DIRECTIONS FOR THIS TASK -> Down to the last line, set the entries down again exactly.

Saved entries ->

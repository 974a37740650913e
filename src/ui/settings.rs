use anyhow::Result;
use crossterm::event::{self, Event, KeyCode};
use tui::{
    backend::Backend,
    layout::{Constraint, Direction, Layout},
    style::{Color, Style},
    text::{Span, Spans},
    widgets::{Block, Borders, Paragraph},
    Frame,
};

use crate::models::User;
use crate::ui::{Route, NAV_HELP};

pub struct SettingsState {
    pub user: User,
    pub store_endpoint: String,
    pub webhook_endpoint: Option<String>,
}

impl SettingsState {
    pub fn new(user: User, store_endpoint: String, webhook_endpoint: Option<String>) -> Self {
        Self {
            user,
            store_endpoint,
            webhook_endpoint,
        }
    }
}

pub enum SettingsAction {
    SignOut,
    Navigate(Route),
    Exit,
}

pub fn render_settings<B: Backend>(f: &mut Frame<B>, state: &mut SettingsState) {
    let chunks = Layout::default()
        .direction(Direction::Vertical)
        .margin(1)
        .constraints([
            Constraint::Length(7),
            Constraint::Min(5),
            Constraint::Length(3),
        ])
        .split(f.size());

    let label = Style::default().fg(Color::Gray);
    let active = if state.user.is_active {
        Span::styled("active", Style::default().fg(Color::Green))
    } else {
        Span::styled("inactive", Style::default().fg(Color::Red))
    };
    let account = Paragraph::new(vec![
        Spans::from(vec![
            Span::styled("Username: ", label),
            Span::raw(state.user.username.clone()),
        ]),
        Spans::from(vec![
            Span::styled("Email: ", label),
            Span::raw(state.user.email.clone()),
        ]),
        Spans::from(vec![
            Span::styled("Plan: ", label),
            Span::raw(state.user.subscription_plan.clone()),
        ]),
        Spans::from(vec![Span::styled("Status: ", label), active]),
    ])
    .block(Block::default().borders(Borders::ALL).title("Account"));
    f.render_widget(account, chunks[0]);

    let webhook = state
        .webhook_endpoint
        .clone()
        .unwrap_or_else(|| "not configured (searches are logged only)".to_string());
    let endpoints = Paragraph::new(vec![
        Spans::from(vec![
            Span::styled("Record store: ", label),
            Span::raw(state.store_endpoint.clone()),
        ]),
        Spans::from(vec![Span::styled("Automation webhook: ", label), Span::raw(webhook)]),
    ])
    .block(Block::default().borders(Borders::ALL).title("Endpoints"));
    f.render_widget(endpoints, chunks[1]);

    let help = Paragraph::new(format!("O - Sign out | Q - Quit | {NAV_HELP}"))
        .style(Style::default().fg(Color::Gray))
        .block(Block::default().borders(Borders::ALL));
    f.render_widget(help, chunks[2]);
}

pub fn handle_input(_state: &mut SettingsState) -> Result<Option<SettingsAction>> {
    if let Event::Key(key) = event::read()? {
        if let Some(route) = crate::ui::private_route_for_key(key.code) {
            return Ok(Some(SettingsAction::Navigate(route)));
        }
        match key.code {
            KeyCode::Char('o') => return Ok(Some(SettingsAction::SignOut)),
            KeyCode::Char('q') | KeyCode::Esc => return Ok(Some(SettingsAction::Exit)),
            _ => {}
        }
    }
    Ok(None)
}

WORKED SOLUTION ->
repository 974a37740650913e
filename src/ui/settings.rs
use anyhow::Result;
use crossterm::event::{self, Event, KeyCode};
use tui::{
    backend::Backend,
    layout::{Constraint, Direction, Layout},
    style::{Color, Style},
    text::{Span, Spans},
    widgets::{Block, Borders, Paragraph},
    Frame,
};

use crate::models::User;
use crate::ui::{Route, NAV_HELP};

pub struct SettingsState {
    pub user: User,
    pub store_endpoint: String,
    pub webhook_endpoint: Option<String>,
}

impl SettingsState {
    pub fn new(user: User, store_endpoint: String, webhook_endpoint: Option<String>) -> Self {
        Self {
            user,
            store_endpoint,
            webhook_endpoint,
        }
    }
}

pub enum SettingsAction {
    SignOut,
    Navigate(Route),
    Exit,
}

pub fn render_settings<B: Backend>(f: &mut Frame<B>, state: &mut SettingsState) {
    let chunks = Layout::default()
        .direction(Direction::Vertical)
        .margin(1)
        .constraints([
            Constraint::Length(7),
            Constraint::Min(5),
            Constraint::Length(3),
        ])
        .split(f.size());

    let label = Style::default().fg(Color::Gray);
    let active = if state.user.is_active {
        Span::styled("active", Style::default().fg(Color::Green))
    } else {
        Span::styled("inactive", Style::default().fg(Color::Red))
    };
    let account = Paragraph::new(vec![
        Spans::from(vec![
            Span::styled("Username: ", label),
            Span::raw(state.user.username.clone()),
        ]),
        Spans::from(vec![
            Span::styled("Email: ", label),
            Span::raw(state.user.email.clone()),
        ]),
        Spans::from(vec![
            Span::styled("Plan: ", label),
            Span::raw(state.user.subscription_plan.clone()),
        ]),
        Spans::from(vec![Span::styled("Status: ", label), active]),
    ])
    .block(Block::default().borders(Borders::ALL).title("Account"));
    f.render_widget(account, chunks[0]);

    let webhook = state
        .webhook_endpoint
        .clone()
        .unwrap_or_else(|| "not configured (searches are logged only)".to_string());
    let endpoints = Paragraph::new(vec![
        Spans::from(vec![
            Span::styled("Record store: ", label),
            Span::raw(state.store_endpoint.clone()),
        ]),
        Spans::from(vec![Span::styled("Automation webhook: ", label), Span::raw(webhook)]),
    ])
    .block(Block::default().borders(Borders::ALL).title("Endpoints"));
    f.render_widget(endpoints, chunks[1]);

    let help = Paragraph::new(format!("O - Sign out | Q - Quit | {NAV_HELP}"))
        .style(Style::default().fg(Color::Gray))
        .block(Block::default().borders(Borders::ALL));
    f.render_widget(help, chunks[2]);
}

pub fn handle_input(_state: &mut SettingsState) -> Result<Option<SettingsAction>> {
    if let Event::Key(key) = event::read()? {
        if let Some(route) = crate::ui::private_route_for_key(key.code) {
            return Ok(Some(SettingsAction::Navigate(route)));
        }
        match key.code {
            KeyCode::Char('o') => return Ok(Some(SettingsAction::SignOut)),
            KeyCode::Char('q') | KeyCode::Esc => return Ok(Some(SettingsAction::Exit)),
            _ => {}
        }
    }
    Ok(None)
}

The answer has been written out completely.